• **Task description**:
All lines of the records below that contain the word "usize" must be listed.

• **Records for processing**:
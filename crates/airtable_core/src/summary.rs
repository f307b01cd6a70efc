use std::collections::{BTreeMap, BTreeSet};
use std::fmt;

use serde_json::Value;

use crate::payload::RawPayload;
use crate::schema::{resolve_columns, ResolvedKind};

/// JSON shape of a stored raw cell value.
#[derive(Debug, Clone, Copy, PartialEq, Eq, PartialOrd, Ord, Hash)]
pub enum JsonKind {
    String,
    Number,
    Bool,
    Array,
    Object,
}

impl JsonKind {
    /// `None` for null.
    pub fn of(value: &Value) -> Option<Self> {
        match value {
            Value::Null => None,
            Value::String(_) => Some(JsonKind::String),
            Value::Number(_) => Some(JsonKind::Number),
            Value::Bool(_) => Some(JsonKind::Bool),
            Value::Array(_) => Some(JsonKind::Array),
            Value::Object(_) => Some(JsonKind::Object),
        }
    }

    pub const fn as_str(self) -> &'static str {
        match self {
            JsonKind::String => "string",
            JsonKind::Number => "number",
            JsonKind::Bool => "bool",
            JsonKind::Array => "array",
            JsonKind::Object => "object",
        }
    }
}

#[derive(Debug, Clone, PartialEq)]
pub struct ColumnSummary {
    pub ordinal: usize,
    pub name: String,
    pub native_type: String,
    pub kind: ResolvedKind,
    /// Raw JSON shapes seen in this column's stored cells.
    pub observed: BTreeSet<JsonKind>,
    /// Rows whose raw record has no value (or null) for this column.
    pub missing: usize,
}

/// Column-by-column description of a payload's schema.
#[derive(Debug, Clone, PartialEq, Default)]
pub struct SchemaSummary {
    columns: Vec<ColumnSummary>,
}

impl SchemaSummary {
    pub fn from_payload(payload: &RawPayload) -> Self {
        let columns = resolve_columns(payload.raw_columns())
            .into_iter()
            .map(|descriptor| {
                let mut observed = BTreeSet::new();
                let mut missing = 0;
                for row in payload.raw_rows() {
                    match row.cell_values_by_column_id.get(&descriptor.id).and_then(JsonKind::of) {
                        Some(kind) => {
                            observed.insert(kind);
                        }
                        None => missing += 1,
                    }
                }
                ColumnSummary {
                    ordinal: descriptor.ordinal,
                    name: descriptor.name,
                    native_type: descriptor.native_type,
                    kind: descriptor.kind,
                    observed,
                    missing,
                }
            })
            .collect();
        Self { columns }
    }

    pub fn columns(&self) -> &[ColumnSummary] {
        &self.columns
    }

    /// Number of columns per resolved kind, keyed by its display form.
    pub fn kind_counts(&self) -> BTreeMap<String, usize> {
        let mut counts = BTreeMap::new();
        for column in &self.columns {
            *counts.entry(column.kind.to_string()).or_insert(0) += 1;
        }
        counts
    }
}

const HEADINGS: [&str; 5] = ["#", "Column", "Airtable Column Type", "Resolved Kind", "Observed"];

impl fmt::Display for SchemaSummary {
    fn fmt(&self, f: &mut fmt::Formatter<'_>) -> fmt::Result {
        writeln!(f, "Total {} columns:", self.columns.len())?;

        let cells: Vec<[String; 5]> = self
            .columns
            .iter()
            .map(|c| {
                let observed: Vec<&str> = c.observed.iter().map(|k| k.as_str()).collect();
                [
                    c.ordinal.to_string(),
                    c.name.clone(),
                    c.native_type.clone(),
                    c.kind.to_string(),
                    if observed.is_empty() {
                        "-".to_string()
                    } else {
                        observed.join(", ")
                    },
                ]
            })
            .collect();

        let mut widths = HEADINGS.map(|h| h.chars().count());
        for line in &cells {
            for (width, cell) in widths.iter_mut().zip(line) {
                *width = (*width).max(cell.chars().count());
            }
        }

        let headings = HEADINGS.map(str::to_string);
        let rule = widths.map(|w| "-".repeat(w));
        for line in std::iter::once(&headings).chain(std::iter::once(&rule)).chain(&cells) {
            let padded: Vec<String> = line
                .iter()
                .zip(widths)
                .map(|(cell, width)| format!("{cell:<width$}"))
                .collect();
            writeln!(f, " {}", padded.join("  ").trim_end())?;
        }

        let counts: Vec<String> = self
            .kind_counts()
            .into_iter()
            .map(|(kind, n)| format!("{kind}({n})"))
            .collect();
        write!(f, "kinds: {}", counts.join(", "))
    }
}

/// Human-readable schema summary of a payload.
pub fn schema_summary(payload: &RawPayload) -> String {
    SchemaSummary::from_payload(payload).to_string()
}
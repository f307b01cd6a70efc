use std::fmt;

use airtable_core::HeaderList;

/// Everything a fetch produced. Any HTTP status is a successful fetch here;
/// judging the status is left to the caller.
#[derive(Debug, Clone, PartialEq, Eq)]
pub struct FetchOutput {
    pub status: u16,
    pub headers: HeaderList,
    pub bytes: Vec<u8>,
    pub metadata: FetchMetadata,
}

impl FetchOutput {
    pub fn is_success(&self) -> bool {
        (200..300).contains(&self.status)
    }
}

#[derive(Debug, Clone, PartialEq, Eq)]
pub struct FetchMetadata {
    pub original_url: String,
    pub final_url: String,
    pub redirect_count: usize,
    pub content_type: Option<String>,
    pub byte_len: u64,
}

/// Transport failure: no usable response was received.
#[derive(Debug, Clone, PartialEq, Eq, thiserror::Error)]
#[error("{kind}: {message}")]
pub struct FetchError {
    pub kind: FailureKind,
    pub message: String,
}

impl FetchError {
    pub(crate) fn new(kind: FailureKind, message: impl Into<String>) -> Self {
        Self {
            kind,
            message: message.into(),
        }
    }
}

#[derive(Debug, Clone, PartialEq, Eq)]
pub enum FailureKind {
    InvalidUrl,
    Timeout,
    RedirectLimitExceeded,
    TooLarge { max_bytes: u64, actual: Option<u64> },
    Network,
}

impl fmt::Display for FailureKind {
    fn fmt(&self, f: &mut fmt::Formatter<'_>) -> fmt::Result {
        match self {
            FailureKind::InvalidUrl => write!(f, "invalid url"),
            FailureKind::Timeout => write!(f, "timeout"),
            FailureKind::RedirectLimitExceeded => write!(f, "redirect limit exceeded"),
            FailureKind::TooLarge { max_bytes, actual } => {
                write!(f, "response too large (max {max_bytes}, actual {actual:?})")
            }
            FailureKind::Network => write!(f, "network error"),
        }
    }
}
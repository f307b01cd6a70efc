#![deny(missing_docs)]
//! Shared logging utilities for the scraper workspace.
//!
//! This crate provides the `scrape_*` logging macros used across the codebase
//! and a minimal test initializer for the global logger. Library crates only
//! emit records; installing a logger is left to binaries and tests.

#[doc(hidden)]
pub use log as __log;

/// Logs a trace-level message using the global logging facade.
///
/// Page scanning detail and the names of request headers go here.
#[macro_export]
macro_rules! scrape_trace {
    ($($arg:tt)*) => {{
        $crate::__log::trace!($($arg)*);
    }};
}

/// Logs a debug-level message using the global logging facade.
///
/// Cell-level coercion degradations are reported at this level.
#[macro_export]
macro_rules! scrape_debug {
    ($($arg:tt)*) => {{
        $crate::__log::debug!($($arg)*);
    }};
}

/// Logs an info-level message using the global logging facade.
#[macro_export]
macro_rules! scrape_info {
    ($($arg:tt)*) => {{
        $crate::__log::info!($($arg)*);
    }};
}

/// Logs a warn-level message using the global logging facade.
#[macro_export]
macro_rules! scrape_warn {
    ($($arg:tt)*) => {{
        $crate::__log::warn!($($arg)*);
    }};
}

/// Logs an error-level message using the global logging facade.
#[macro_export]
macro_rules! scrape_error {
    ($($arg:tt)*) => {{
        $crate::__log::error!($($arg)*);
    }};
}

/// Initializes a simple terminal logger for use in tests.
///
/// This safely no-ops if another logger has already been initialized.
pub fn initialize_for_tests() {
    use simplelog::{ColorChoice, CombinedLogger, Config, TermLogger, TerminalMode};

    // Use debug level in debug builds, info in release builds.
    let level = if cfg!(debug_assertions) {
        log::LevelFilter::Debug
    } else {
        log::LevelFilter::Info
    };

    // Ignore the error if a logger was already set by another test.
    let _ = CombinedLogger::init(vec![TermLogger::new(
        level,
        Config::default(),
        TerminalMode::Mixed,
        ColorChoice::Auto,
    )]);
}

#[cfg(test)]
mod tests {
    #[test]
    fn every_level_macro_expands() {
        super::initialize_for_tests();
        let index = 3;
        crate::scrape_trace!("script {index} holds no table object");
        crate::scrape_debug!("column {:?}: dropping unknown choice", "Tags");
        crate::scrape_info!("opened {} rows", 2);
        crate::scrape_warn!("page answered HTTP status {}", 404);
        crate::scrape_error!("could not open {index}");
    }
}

• **Task result**:
    pub ordinal: usize,
    pub missing: usize,
    pub fn kind_counts(&self) -> BTreeMap<String, usize> {
    pub redirect_count: usize,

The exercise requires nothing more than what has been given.